Naar aanleiding van de onderzoeksresultaten heeft er een overleg plaatsgevonden met de Veiligheidsregio Haaglanden (VRH). De VRH heeft aangegeven dat de huidige situatie ongewenst is en geadviseerd maatregelen te treffen om het groepsrisico te beperken. Gelet hierop dient de LPG-verkoop ter plaatse beëindigd te worden. Daarover heeft tussen de gemeente en de eigenaren en vergunnninhouder overleg plaatsgevonden. In het overleg van 6 juni 2011 hebben de eigenaren van het tankstation (Van der Burg Automotive BV en BK Services) en vergunninghouder (Shell Nederland bv) aangegeven dat zij hun maatschappelijke verantwoordelijkheid nemen en bij de gemeente een verzoek zullen indienen tot intrekking van de milieuvergunning voor zover dat betrekking heeft op de verkoop van LPG ter plaatse. Op 31 augustus 2011 is het verzoek tot intrekking van de milieuvergunning voor de verkoop van LPG ter plaatse ontvangen. In lijn hiermee is in dit bestemmingsplan de verkoop van LPG ter plaatse van het tankstation wegbestemd. Het tankstation heeft op de plankaart de aanduiding "verkooppunt motorbrandstoffen zonder lpg" gekregen.
Voor routes (wegen, waterwegen, spoorwegen) waarover transport van gevaarlijke stoffen plaatsvindt en voor buisleidingen zijn nog geen wettelijke normen betreffende de externe veiligheid vastgesteld.
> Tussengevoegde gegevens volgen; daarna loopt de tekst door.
//! Component sources: where candidate types come from.
//!
//! Discovery itself (package scanning, static configuration, code
//! generation) lives outside this crate. Whatever mechanism an
//! application uses, it hands the engine descriptors through this seam:
//! a [`ComponentSource`] contributes a batch of related descriptors, and
//! [`Resolver::load`](crate::resolver::Resolver::load) pulls them in.
//!
//! # Examples
//! ```rust,ignore
//! struct StorageComponents;
//!
//! impl ComponentSource for StorageComponents {
//!     fn components(&self) -> Vec<ComponentDescriptor> {
//!         vec![
//!             ComponentDescriptor::new::<Database>(|args| { ... }),
//!             ComponentDescriptor::new::<BlobStore>(|args| { ... }),
//!         ]
//!     }
//! }
//!
//! let registry = Resolver::new().load(&StorageComponents).resolve()?;
//! ```

use crate::descriptor::ComponentDescriptor;

/// A module of related component descriptors.
///
/// Group descriptors by domain instead of funneling an application's whole
/// wiring through one registration block. Sources compose: load several
/// into one resolver and resolve once.
pub trait ComponentSource: Send + Sync {
    /// The descriptors this source contributes.
    ///
    /// Called once per resolution run.
    fn components(&self) -> Vec<ComponentDescriptor>;

    /// Human-readable name, used in logs.
    fn name(&self) -> &str {
        std::any::type_name::<Self>()
    }
}

#[cfg(test)]
mod tests {
    use super::*;
    use crate::resolver::Resolver;

    struct Clock {
        tick_ms: u64,
    }

    struct Scheduler {
        clock: std::sync::Arc<Clock>,
    }

    struct TimingComponents;

    impl ComponentSource for TimingComponents {
        fn components(&self) -> Vec<ComponentDescriptor> {
            vec![
                ComponentDescriptor::new::<Clock>(|args| {
                    Ok(Clock {
                        tick_ms: args.value(0)?,
                    })
                })
                .literal("tick_ms", 50u64),
                ComponentDescriptor::new::<Scheduler>(|args| {
                    Ok(Scheduler {
                        clock: args.shared(0)?,
                    })
                })
                .dependency::<Clock>("clock"),
            ]
        }
    }

    #[test]
    fn source_descriptors_resolve() {
        let registry = Resolver::new().load(&TimingComponents).resolve().unwrap();

        assert_eq!(registry.len(), 2);
        let scheduler = registry.get::<Scheduler>().unwrap();
        assert_eq!(scheduler.clock.tick_ms, 50);
    }

    #[test]
    fn source_composes_with_direct_registration() {
        struct Reporter {
            clock: std::sync::Arc<Clock>,
        }

        let registry = Resolver::new()
            .load(&TimingComponents)
            .register(
                ComponentDescriptor::new::<Reporter>(|args| {
                    Ok(Reporter {
                        clock: args.shared(0)?,
                    })
                })
                .dependency::<Clock>("clock"),
            )
            .resolve()
            .unwrap();

        let reporter = registry.get::<Reporter>().unwrap();
        let scheduler = registry.get::<Scheduler>().unwrap();
        assert!(std::sync::Arc::ptr_eq(&reporter.clock, &scheduler.clock));
    }

    #[test]
    fn source_has_a_name() {
        assert!(TimingComponents.name().contains("TimingComponents"));
    }
}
Het beleid berust hier vooralsnog op een aantal ministeriële en provinciale circulaires, zoals de circulaire Risiconormering vervoer gevaarlijke stoffen (2010). In het Vierde Nationaal Milieu Beleidsplan (NMP-4) is een wettelijke verankering van de risiconormen voor het vervoer van gevaarlijke stoffen aangekondigd. Bij deze wettelijke verankering zullen de resultaten van voormelde evaluatie worden betrokken. Tot het moment van realisatie van deze verankering wordt in deze circulaire het beleid met betrekking tot risiconormering geoperationaliseerd en verduidelijkt. Daarmee treedt deze circulaire in de plaats van de Nota risiconormering vervoer gevaarlijke stoffen. De werkingsduur van deze circulaire loopt tot uiterlijk 31 juli 2012. Wanneer voornoemde wettelijke verankering wordt gerealiseerd, zal de circulaire echter worden ingetrokken.
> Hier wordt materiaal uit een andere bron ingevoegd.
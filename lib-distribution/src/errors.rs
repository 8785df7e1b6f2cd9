//! Distributor Errors

use lib_tokens::{EnergyDirection, TokenError, TokenKind};
use lib_types::{Address, Amount, BalancePeriod, TokenId};
use thiserror::Error;

/// Error during distribution operations
#[derive(Error, Debug, Clone, PartialEq, Eq)]
pub enum DistributionError {
    /// The ledger rejected the underlying call
    #[error("Ledger error: {0}")]
    Token(#[from] TokenError),

    #[error("Family {0:?} is not registered with this distributor")]
    NotRegisteredDistributor(TokenId),

    #[error("No {direction:?} documented for {plant:?} in period {period}")]
    NotDocumented {
        plant: Address,
        period: BalancePeriod,
        direction: EnergyDirection,
    },

    #[error("{0} forwards have no surplus")]
    NoSurplusForKind(TokenKind),

    #[error("Surplus not yet available: {distributed} of {minted} forward units distributed")]
    SurplusNotYetAvailable { distributed: Amount, minted: Amount },

    #[error("Family criteria do not hold for plant {0:?}")]
    CriteriaNotMet(Address),

    #[error("Only {available} certificates available, requested {requested}")]
    InsufficientAvailable { available: Amount, requested: Amount },

    #[error("Recorded deposits ({recorded}) exceed certificates held ({held})")]
    UnbackedDeposits { recorded: Amount, held: Amount },

    #[error("Invalid deposit data: {0}")]
    InvalidDepositData(String),

    #[error("Unauthorized: {0}")]
    Unauthorized(String),

    #[error("Arithmetic overflow")]
    Overflow,
}

/// Result type for distribution operations
pub type DistributionResult<T> = Result<T, DistributionError>;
Alle rijkswegen en de meeste provinciale wegen zijn aangewezen als route voor gevaarlijke stoffen. Gemeenten mogen voor de zogenaamde routeplichtige stoffen gemeentelijke wegen binnen hun grenzen aanwijzen waarover deze gevaarlijke stoffen mogen worden vervoerd. De gemeente Zoetermeer heeft een dergelijke route gevaarlijke stoffen niet vastgesteld. Daardoor moet het vervoer van gevaarlijke stoffen in principe altijd via de snelste weg plaatsvinden.
Het plangebied ligt ten noorden van de Rijksweg A12. De woningen liggen echter buiten het invloedsgebied van de snelweg. Er zijn geen nieuwe voorzieningen gepland in het invloedsgebied van de rijksweg.
De bevoorrading van het LPG-tankstation dient via de kortste route te geschieden.
In en in de directe omgeving van het plangebied bevinden zich geen buisleidingen.